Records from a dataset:
....

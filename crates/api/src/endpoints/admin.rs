//! Admin endpoints for questions and choices.

use axum::{
    Json, Router,
    extract::{Path, Query, State},
    response::IntoResponse,
    routing::{get, patch, post},
};
use chrono::{DateTime, Utc};
use polls_common::AppResult;
use polls_core::{ChoiceInput, CreateQuestionInput, QuestionSummary, UpdateQuestionInput};
use polls_db::entities::{choice, question};
use serde::{Deserialize, Serialize};

use crate::{
    extractors::AdminUser,
    middleware::AppState,
    response::{self, ApiResponse},
};

const DEFAULT_LIMIT: u64 = 100;
const MAX_LIMIT: u64 = 500;

/// Admin list row.
#[derive(Serialize)]
#[serde(rename_all = "camelCase")]
pub struct AdminQuestionResponse {
    pub id: i32,
    pub text: String,
    pub publish_at: DateTime<Utc>,
    pub close_at: DateTime<Utc>,
    pub is_published: bool,
    pub was_closed: bool,
    pub was_published_recently: bool,
    pub was_closed_recently: bool,
}

impl From<QuestionSummary> for AdminQuestionResponse {
    fn from(summary: QuestionSummary) -> Self {
        Self {
            id: summary.question.id,
            text: summary.question.text,
            publish_at: summary.question.publish_at,
            close_at: summary.question.close_at,
            is_published: summary.is_published,
            was_closed: summary.was_closed,
            was_published_recently: summary.was_published_recently,
            was_closed_recently: summary.was_closed_recently,
        }
    }
}

/// Question as stored.
#[derive(Serialize)]
#[serde(rename_all = "camelCase")]
pub struct AdminQuestionDetail {
    pub id: i32,
    pub text: String,
    pub publish_at: DateTime<Utc>,
    pub close_at: DateTime<Utc>,
    #[serde(skip_serializing_if = "Option::is_none")]
    pub choices: Option<Vec<AdminChoiceResponse>>,
}

impl From<question::Model> for AdminQuestionDetail {
    fn from(question: question::Model) -> Self {
        Self {
            id: question.id,
            text: question.text,
            publish_at: question.publish_at,
            close_at: question.close_at,
            choices: None,
        }
    }
}

/// Choice as stored.
#[derive(Serialize)]
#[serde(rename_all = "camelCase")]
pub struct AdminChoiceResponse {
    pub id: i32,
    pub question_id: i32,
    pub text: String,
    pub votes: i32,
}

impl From<choice::Model> for AdminChoiceResponse {
    fn from(choice: choice::Model) -> Self {
        Self {
            id: choice.id,
            question_id: choice.question_id,
            text: choice.text,
            votes: choice.vote_count,
        }
    }
}

/// List query.
#[derive(Debug, Deserialize)]
pub struct ListQuery {
    /// Case-insensitive text search.
    pub q: Option<String>,
    pub limit: Option<u64>,
    pub offset: Option<u64>,
}

/// List questions with their window flags.
async fn list_questions(
    AdminUser(_admin): AdminUser,
    State(state): State<AppState>,
    Query(query): Query<ListQuery>,
) -> AppResult<ApiResponse<Vec<AdminQuestionResponse>>> {
    let limit = query.limit.unwrap_or(DEFAULT_LIMIT).min(MAX_LIMIT);
    let summaries = state
        .admin_service
        .list_questions(
            query.q.as_deref(),
            limit,
            query.offset.unwrap_or(0),
            Utc::now(),
        )
        .await?;

    Ok(ApiResponse::ok(
        summaries.into_iter().map(Into::into).collect(),
    ))
}

/// Create a question with its choices.
async fn create_question(
    AdminUser(_admin): AdminUser,
    State(state): State<AppState>,
    Json(input): Json<CreateQuestionInput>,
) -> AppResult<ApiResponse<AdminQuestionDetail>> {
    let (question, choices) = state
        .admin_service
        .create_question(input, Utc::now())
        .await?;

    let mut detail = AdminQuestionDetail::from(question);
    detail.choices = Some(choices.into_iter().map(Into::into).collect());
    Ok(ApiResponse::ok(detail))
}

/// Update a question.
async fn update_question(
    AdminUser(_admin): AdminUser,
    State(state): State<AppState>,
    Path(id): Path<i32>,
    Json(input): Json<UpdateQuestionInput>,
) -> AppResult<ApiResponse<AdminQuestionDetail>> {
    let question = state
        .admin_service
        .update_question(id, input, Utc::now())
        .await?;

    Ok(ApiResponse::ok(question.into()))
}

/// Delete a question.
async fn delete_question(
    AdminUser(_admin): AdminUser,
    State(state): State<AppState>,
    Path(id): Path<i32>,
) -> AppResult<impl IntoResponse> {
    state.admin_service.delete_question(id).await?;
    Ok(response::no_content())
}

/// Add a choice to a question.
async fn add_choice(
    AdminUser(_admin): AdminUser,
    State(state): State<AppState>,
    Path(question_id): Path<i32>,
    Json(input): Json<ChoiceInput>,
) -> AppResult<ApiResponse<AdminChoiceResponse>> {
    let choice = state.admin_service.add_choice(question_id, input).await?;
    Ok(ApiResponse::ok(choice.into()))
}

/// Rename a choice.
async fn rename_choice(
    AdminUser(_admin): AdminUser,
    State(state): State<AppState>,
    Path(id): Path<i32>,
    Json(input): Json<ChoiceInput>,
) -> AppResult<ApiResponse<AdminChoiceResponse>> {
    let choice = state.admin_service.rename_choice(id, input).await?;
    Ok(ApiResponse::ok(choice.into()))
}

/// Delete a choice.
async fn delete_choice(
    AdminUser(_admin): AdminUser,
    State(state): State<AppState>,
    Path(id): Path<i32>,
) -> AppResult<impl IntoResponse> {
    state.admin_service.delete_choice(id).await?;
    Ok(response::no_content())
}

pub fn router() -> Router<AppState> {
    Router::new()
        .route("/questions", get(list_questions).post(create_question))
        .route(
            "/questions/{id}",
            patch(update_question).delete(delete_question),
        )
        .route("/questions/{id}/choices", post(add_choice))
        .route("/choices/{id}", patch(rename_choice).delete(delete_choice))
}
//! Core business logic for the polls service.
//!
//! [`VotingWindow`] holds the publish/close predicates. The services layer
//! records votes, keeps the cached counts honest, administers questions and
//! manages accounts.

pub mod lifecycle;
pub mod services;

pub use lifecycle::{RECENT_WINDOW, VotingWindow};
pub use services::*;
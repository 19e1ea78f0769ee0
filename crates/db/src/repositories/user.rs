//! User repository.

use std::sync::Arc;

use crate::entities::{User, user};
use polls_common::{AppError, AppResult};
use sea_orm::{ActiveModelTrait, ColumnTrait, DatabaseConnection, EntityTrait, QueryFilter};

/// User repository for database operations.
#[derive(Clone)]
pub struct UserRepository {
    db: Arc<DatabaseConnection>,
}

impl UserRepository {
    /// Create a new user repository.
    #[must_use]
    pub const fn new(db: Arc<DatabaseConnection>) -> Self {
        Self { db }
    }

    /// Find a user by ID.
    pub async fn find_by_id(&self, id: &str) -> AppResult<Option<user::Model>> {
        User::find_by_id(id)
            .one(self.db.as_ref())
            .await
            .map_err(|e| AppError::Database(e.to_string()))
    }

    /// Find a user by ID, returning an error if not found.
    pub async fn get_by_id(&self, id: &str) -> AppResult<user::Model> {
        self.find_by_id(id)
            .await?
            .ok_or_else(|| AppError::NotFound(format!("User: {id}")))
    }

    /// Find a user by username, ignoring case.
    pub async fn find_by_username(&self, username: &str) -> AppResult<Option<user::Model>> {
        User::find()
            .filter(user::Column::UsernameLower.eq(username.to_lowercase()))
            .one(self.db.as_ref())
            .await
            .map_err(|e| AppError::Database(e.to_string()))
    }

    /// Find a user by bearer token.
    pub async fn find_by_token(&self, token: &str) -> AppResult<Option<user::Model>> {
        User::find()
            .filter(user::Column::Token.eq(token))
            .one(self.db.as_ref())
            .await
            .map_err(|e| AppError::Database(e.to_string()))
    }

    /// Create a new user.
    pub async fn create(&self, model: user::ActiveModel) -> AppResult<user::Model> {
        model.insert(self.db.as_ref()).await.map_err(|e| {
            if matches!(
                e.sql_err(),
                Some(sea_orm::SqlErr::UniqueConstraintViolation(_))
            ) {
                AppError::Conflict("Username is already taken".to_string())
            } else {
                AppError::Database(e.to_string())
            }
        })
    }

    /// Update a user.
    pub async fn update(&self, model: user::ActiveModel) -> AppResult<user::Model> {
        model
            .update(self.db.as_ref())
            .await
            .map_err(|e| AppError::Database(e.to_string()))
    }
}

....

Lines that contain "filename" should be pulled from the entries above and reported.

_ANSWER TO THIS TASK_.
filename crates/api/src/endpoints/admin.rs
filename crates/db/src/repositories/user.rs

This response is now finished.